//! Effect stream
//!
//! Two lists sharing one lifetime primitive:
//! - `Particle`: cosmetic only, the renderer draws these and nothing in the simulation reads
//!   them back
//! - `HazardField`: blood pools that hurt, slow, and spawn missiles
//!
//! Every entry counts down one stage per tick. A hazard's expiry obligation runs on the tick
//! its stage reaches 1, so it fires at most once; the entry is dropped once the stage hits 0.

use glam::Vec2;
use serde::{Deserialize, Serialize};

use super::actor::{Actor, HitOutcome};
use super::projectile::Projectile;
use super::rng::RandomSource;
use crate::consts::*;
use crate::unit_from_angle;

/// Countdown shared by particles and hazard fields
#[derive(Debug, Clone, Copy, PartialEq, Eq, Serialize, Deserialize)]
pub struct Lifetime {
    stage: u32,
}

impl Lifetime {
    pub fn new(stage: u32) -> Self {
        Self { stage }
    }

    pub fn remaining(&self) -> u32 {
        self.stage
    }

    /// Count down one tick. Returns true exactly once, on the tick the stage reaches 1.
    pub fn step(&mut self) -> bool {
        self.stage = self.stage.saturating_sub(1);
        self.stage == 1
    }

    pub fn is_done(&self) -> bool {
        self.stage == 0
    }
}

#[derive(Debug, Clone, Copy, PartialEq, Eq, Serialize, Deserialize)]
pub enum ParticleKind {
    Explosion,
    Impact,
    Smoke,
    Fire,
    Heal,
    BossAura,
    Glitch,
    Saliva,
    LaserTrace,
}

/// Purely visual effect
#[derive(Debug, Clone, Copy, PartialEq, Serialize, Deserialize)]
pub struct Particle {
    pub pos: Vec2,
    pub vel: Vec2,
    pub kind: ParticleKind,
    pub life: Lifetime,
    /// Beam angle for laser traces
    pub angle: f32,
}

#[derive(Debug, Clone, Copy, PartialEq, Eq, Serialize, Deserialize)]
pub enum HazardKind {
    /// Small pool: contact damage, missile ring on expiry
    BloodPool,
    /// Large pool: slows the player, area hit on expiry
    BigBloodPool,
}

/// Effect with gameplay obligations
#[derive(Debug, Clone, Copy, PartialEq, Serialize, Deserialize)]
pub struct HazardField {
    /// Center of the field
    pub pos: Vec2,
    pub kind: HazardKind,
    pub radius: f32,
    pub life: Lifetime,
}

impl HazardField {
    pub fn blood_pool(pos: Vec2) -> Self {
        Self {
            pos,
            kind: HazardKind::BloodPool,
            radius: BLOOD_POOL_RADIUS,
            life: Lifetime::new(BLOOD_POOL_DURATION),
        }
    }

    pub fn big_blood_pool(pos: Vec2) -> Self {
        Self {
            pos,
            kind: HazardKind::BigBloodPool,
            radius: BLOODSEEKER_BIG_POOL_RADIUS,
            life: Lifetime::new(BLOODSEEKER_BIG_POOL_DURATION),
        }
    }

    fn contains(&self, point: Vec2, margin: f32) -> bool {
        self.pos.distance(point) < self.radius + margin
    }
}

/// Read-only view of one effect for rendering
#[derive(Debug, Clone, Copy, PartialEq)]
pub struct EffectView {
    pub pos: Vec2,
    pub kind: EffectKind,
    pub remaining: u32,
    pub angle: f32,
}

#[derive(Debug, Clone, Copy, PartialEq, Eq)]
pub enum EffectKind {
    Particle(ParticleKind),
    Hazard(HazardKind),
}

/// All live effects for a session
#[derive(Debug, Clone, Default)]
pub struct EffectStream {
    particles: Vec<Particle>,
    hazards: Vec<HazardField>,
}

impl EffectStream {
    pub fn particles(&self) -> &[Particle] {
        &self.particles
    }

    pub fn hazards(&self) -> &[HazardField] {
        &self.hazards
    }

    /// Everything the renderer needs, hazards first so particles draw on top
    pub fn views(&self) -> impl Iterator<Item = EffectView> + '_ {
        let hazards = self.hazards.iter().map(|h| EffectView {
            pos: h.pos,
            kind: EffectKind::Hazard(h.kind),
            remaining: h.life.remaining(),
            angle: 0.0,
        });
        let particles = self.particles.iter().map(|p| EffectView {
            pos: p.pos,
            kind: EffectKind::Particle(p.kind),
            remaining: p.life.remaining(),
            angle: p.angle,
        });
        hazards.chain(particles)
    }

    pub fn len(&self) -> usize {
        self.particles.len() + self.hazards.len()
    }

    pub fn is_empty(&self) -> bool {
        self.len() == 0
    }

    pub fn count(&self, kind: ParticleKind) -> usize {
        self.particles.iter().filter(|p| p.kind == kind).count()
    }

    pub fn push_particle(&mut self, pos: Vec2, vel: Vec2, kind: ParticleKind, stage: u32) {
        self.particles.push(Particle {
            pos,
            vel,
            kind,
            life: Lifetime::new(stage),
            angle: 0.0,
        });
    }

    pub fn add_hazard(&mut self, field: HazardField) {
        self.hazards.push(field);
    }

    pub fn explosion(&mut self, pos: Vec2) {
        self.push_particle(pos, Vec2::ZERO, ParticleKind::Explosion, 20);
    }

    pub fn impact(&mut self, pos: Vec2, stage: u32) {
        self.push_particle(pos, Vec2::ZERO, ParticleKind::Impact, stage);
    }

    pub fn smoke(&mut self, pos: Vec2, stage: u32) {
        self.push_particle(pos, Vec2::ZERO, ParticleKind::Smoke, stage);
    }

    pub fn heal(&mut self, pos: Vec2) {
        self.push_particle(pos, Vec2::ZERO, ParticleKind::Heal, 30);
    }

    pub fn laser_trace(&mut self, origin: Vec2, angle: f32) {
        self.particles.push(Particle {
            pos: origin,
            vel: Vec2::ZERO,
            kind: ParticleKind::LaserTrace,
            life: Lifetime::new(MEDUSA_LASER_TRACE_DURATION),
            angle,
        });
    }

    /// Fire flash plus six scattered sparks
    pub fn fire_burst(&mut self, center: Vec2, rng: &mut dyn RandomSource) {
        self.push_particle(center, Vec2::ZERO, ParticleKind::Fire, 15);
        for k in 0..6 {
            let angle = k as f32 / 6.0 * std::f32::consts::TAU + rng.range(0.0, 0.4);
            let dist = rng.range(6.0, 20.0);
            let stage = 5 + rng.index(4) as u32;
            self.impact(center + unit_from_angle(angle) * dist, stage);
        }
    }

    /// Speed multiplier for the player at `center`
    pub fn player_speed_factor(&self, center: Vec2) -> f32 {
        let slowed = self
            .hazards
            .iter()
            .any(|h| h.kind == HazardKind::BigBloodPool && h.contains(center, 0.0));
        if slowed { BIG_POOL_SLOW_FACTOR } else { 1.0 }
    }

    /// Decay everything one tick and run hazard obligations.
    ///
    /// Missiles from expiring pools are appended to `projectiles`. Returns the outcome of
    /// every attempted hit on the player so the caller can report it.
    pub fn update(
        &mut self,
        player: &mut Actor,
        god_mode: bool,
        projectiles: &mut Vec<Projectile>,
    ) -> Vec<HitOutcome> {
        let mut outcomes = Vec::new();
        let mut pops = Vec::new();

        for p in &mut self.particles {
            p.life.step();
            p.pos += p.vel;
        }

        for h in &mut self.hazards {
            let expiring = h.life.step();
            match h.kind {
                HazardKind::BloodPool => {
                    if expiring {
                        for i in 0..BLOOD_POOL_MISSILES {
                            let angle = i as f32 * std::f32::consts::TAU / BLOOD_POOL_MISSILES as f32;
                            projectiles.push(Projectile::homing_orb(
                                h.pos,
                                angle,
                                BLOODSEEKER_MISSILE_SPEED,
                                BULLET_SIZE / 2.0,
                            ));
                        }
                        pops.push((h.pos, 20));
                    }
                    if player.is_alive() && h.contains(player.center(), player.size.x / 2.0) {
                        outcomes.push(player.hurt(1.0, god_mode));
                    }
                }
                HazardKind::BigBloodPool => {
                    if expiring {
                        pops.push((h.pos, 30));
                        if player.is_alive() && h.contains(player.center(), 0.0) {
                            outcomes.push(player.hurt(1.0, god_mode));
                        }
                    }
                }
            }
        }

        for (pos, stage) in pops {
            self.impact(pos, stage);
        }
        self.particles.retain(|p| !p.life.is_done());
        self.hazards.retain(|h| !h.life.is_done());
        outcomes
    }
}

#[cfg(test)]
mod tests {
    use super::*;
    use crate::sim::actor::Direction;

    fn player_at(center: Vec2) -> Actor {
        Actor::new(center - Vec2::splat(TANK_SIZE / 2.0), TANK_SIZE, Direction::Up, PLAYER_SPEED, PLAYER_MAX_HP)
    }

    #[test]
    fn test_lifetime_expiry_fires_once() {
        let mut life = Lifetime::new(3);
        assert!(!life.step());
        assert!(life.step());
        assert!(!life.step());
        assert!(life.is_done());
        assert!(!life.step());
    }

    #[test]
    fn test_blood_pool_spawns_missile_ring_once() {
        let mut fx = EffectStream::default();
        let mut player = player_at(Vec2::new(600.0, 600.0));
        let mut shots = Vec::new();
        fx.add_hazard(HazardField::blood_pool(Vec2::new(100.0, 100.0)));

        for _ in 0..BLOOD_POOL_DURATION + 5 {
            fx.update(&mut player, false, &mut shots);
        }
        assert_eq!(shots.len(), BLOOD_POOL_MISSILES as usize);
        assert!(fx.hazards().is_empty());
        assert_eq!(player.hp, PLAYER_MAX_HP);
    }

    #[test]
    fn test_blood_pool_contact_hurts() {
        let mut fx = EffectStream::default();
        let mut player = player_at(Vec2::new(130.0, 100.0));
        let mut shots = Vec::new();
        // 30px away, inside 24 + 14
        fx.add_hazard(HazardField::blood_pool(Vec2::new(100.0, 100.0)));
        let outcomes = fx.update(&mut player, false, &mut shots);
        assert_eq!(outcomes, vec![HitOutcome::Hurt]);
        assert_eq!(player.hp, PLAYER_MAX_HP - 1.0);
    }

    #[test]
    fn test_big_pool_slows_and_detonates() {
        let mut fx = EffectStream::default();
        let center = Vec2::new(300.0, 300.0);
        let mut player = player_at(center + Vec2::new(100.0, 0.0));
        let mut shots = Vec::new();
        fx.add_hazard(HazardField::big_blood_pool(center));

        assert_eq!(fx.player_speed_factor(player.center()), BIG_POOL_SLOW_FACTOR);
        assert_eq!(fx.player_speed_factor(center + Vec2::new(300.0, 0.0)), 1.0);

        let mut hits = Vec::new();
        for _ in 0..BLOODSEEKER_BIG_POOL_DURATION {
            hits.extend(fx.update(&mut player, false, &mut shots));
        }
        assert_eq!(hits, vec![HitOutcome::Hurt]);
        assert!(shots.is_empty());
        assert_eq!(fx.player_speed_factor(player.center()), 1.0);
    }

    #[test]
    fn test_particles_decay_and_move() {
        let mut fx = EffectStream::default();
        let mut player = player_at(Vec2::new(600.0, 600.0));
        let mut shots = Vec::new();
        fx.push_particle(Vec2::ZERO, Vec2::new(1.0, 0.0), ParticleKind::BossAura, 2);
        fx.update(&mut player, false, &mut shots);
        assert_eq!(fx.particles()[0].pos, Vec2::new(1.0, 0.0));
        fx.update(&mut player, false, &mut shots);
        assert!(fx.is_empty());
    }

    #[test]
    fn test_views_cover_both_lists() {
        let mut fx = EffectStream::default();
        fx.add_hazard(HazardField::blood_pool(Vec2::ZERO));
        fx.laser_trace(Vec2::ZERO, 1.0);
        let views: Vec<_> = fx.views().collect();
        assert_eq!(views.len(), 2);
        assert_eq!(views[0].kind, EffectKind::Hazard(HazardKind::BloodPool));
        assert_eq!(views[1].angle, 1.0);
    }
}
----
* TASK TO CARRY OUT:
When a line in the listing has the string "projectiles" in it, return that line.

* FINAL ANSWER:
    /// Missiles from expiring pools are appended to `projectiles`. Returns the outcome of
        projectiles: &mut Vec<Projectile>,
                            projectiles.push(Projectile::homing_orb(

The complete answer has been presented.